Wednesday, October 08, 2025

The Great Flap: A Developer’s Guide to Manufactured Urgency

There comes a point in every project when the calm façade begins to crack.

People start talking a bit faster, typing a bit louder, and suddenly there’s an air of impending doom.

That’s right — the Great Flap has begun.

You can almost feel it in the corridors (or Teams calls). The sense that if this particular bit of software isn’t live by Friday afternoon, civilisation as we know it will collapse. Cats and dogs living together. Total anarchy.

The Myth of the Deadline

It usually starts with someone saying, “We’ve got a tight deadline, but I’m sure we can make it if we all pull together.”

Ah yes. That old chestnut.

Because nothing motivates quite like the unspoken threat of collective disappointment.

The deadline, of course, was never realistic. It was set optimistically in a meeting some weeks ago by people who do not, and never will, understand what “refactoring a data model” actually means.

But now here we are, marching valiantly towards an impossible finish line, as if sheer willpower and a few motivational emails will somehow defy the laws of time and logic.

Software: The Slow Art

Here’s the thing. Software isn’t an emergency service. You can’t just switch on the sirens, shout “let’s go, team!” and expect miracles.

It’s an art form — slow, deliberate, and occasionally maddening.
It requires thought, patience, and the ability to spend three hours wondering why something doesn’t work, only to realise you missed a semicolon.

You don’t become an expert overnight. You don’t take a thousand vague requirements, a handful of “blue sky thinking” ideas, and end up with the digital equivalent of the Holy Grail.

But try explaining that to someone who thinks “agile” means “done by next week”.

Enter the Spreadsheet

No Great Flap is complete without the sacred text: the project spreadsheet.
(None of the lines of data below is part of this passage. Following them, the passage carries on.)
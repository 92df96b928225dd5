// 该文件是 Beifeng （北风） 项目的一部分。
// src/input.rs - 图像输入
//
// 本文件根据 Apache 许可证第 2.0 版（以下简称“许可证”）授权使用；
// 除非遵守该许可证条款，否则您不得使用本文件。
// 您可通过以下网址获取许可证副本：
// http://www.apache.org/licenses/LICENSE-2.0
// 除非适用法律要求或书面同意，根据本许可协议分发的软件均按“原样”提供，
// 不附带任何形式的明示或暗示的保证或条件。
// 有关许可权限与限制的具体条款，请参阅本许可协议。
//
// Copyright (C) 2026 Johann Li <me@qinka.pro>, Wareless Group

use thiserror::Error;

#[cfg(feature = "read_image_file")]
use crate::{FromUrl, FromUrlWithScheme};

#[cfg(feature = "read_image_file")]
mod read_image_file;
#[cfg(feature = "read_image_file")]
pub use self::read_image_file::{ImageFileInput, ImageFileInputError};

#[derive(Error, Debug)]
pub enum InputError {
  #[cfg(feature = "read_image_file")]
  #[error("图像文件输入错误: {0}")]
  ImageFileInputError(#[from] ImageFileInputError),
  #[error("URI 方案不匹配: {0}")]
  SchemeMismatch(String),
}

#[cfg(feature = "read_image_file")]
pub enum InputWrapper {
  ReadImageFile(ImageFileInput),
}

#[cfg(feature = "read_image_file")]
impl FromUrl for InputWrapper {
  type Error = InputError;

  fn from_url(url: &url::Url) -> Result<Self, Self::Error> {
    if url.scheme() == ImageFileInput::SCHEME {
      let input = ImageFileInput::from_url(url)?;
      return Ok(InputWrapper::ReadImageFile(input));
    }
    Err(InputError::SchemeMismatch(url.scheme().to_string()))
  }
}

#[cfg(feature = "read_image_file")]
impl Iterator for InputWrapper {
  type Item = image::RgbImage;

  fn next(&mut self) -> Option<Self::Item> {
    match self {
      InputWrapper::ReadImageFile(input) => input.next(),
    }
  }
}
Usually named something like:
ProjectPlan_FINAL_NEW_latest2(1)_USETHISVERSION.xlsx

Inside, you’ll find a riot of colour — red cells, amber cells, inexplicable greens — and formulas that worked perfectly on some long-forgotten project but now throw up #VALUE! errors.

There’ll be a tab called Risks with two items on it (“Christmas holidays” and “staff sickness”), and another called Lessons Learned which, naturally, is empty.

The Pushing Season

Then comes the pushing.
“Just one more sprint.”
“Just one last push.”
“We’re nearly there!”

We are not nearly there.

We are, in fact, somewhere between despair and déjà vu — that familiar territory where everyone’s pretending this time will be different.

Some developers push back. Others smile politely and get on with doing things properly, at their own quiet pace. Because we’ve all learned that panic doesn’t make software appear any faster. It just produces tired developers and broken code.

The Quiet Professionals

So, what do you do? You nod. You smile. You attend the daily stand-up, listen to the pep talks, and then quietly go back to your desk (or kitchen table) to do things the right way.

You focus on quality, on craft, on not being the person who signed off a bug-ridden disaster because someone shouted “urgent” enough times.

And when the inevitable happens — when the deadline slips, the panic subsides, and everyone suddenly decides it’s fine after all — you just sip your tea, raise an eyebrow, and carry on.

Because you’ve seen it all before.
You’ll see it all again.
And deep down, you know that calm competence beats frantic enthusiasm every single time.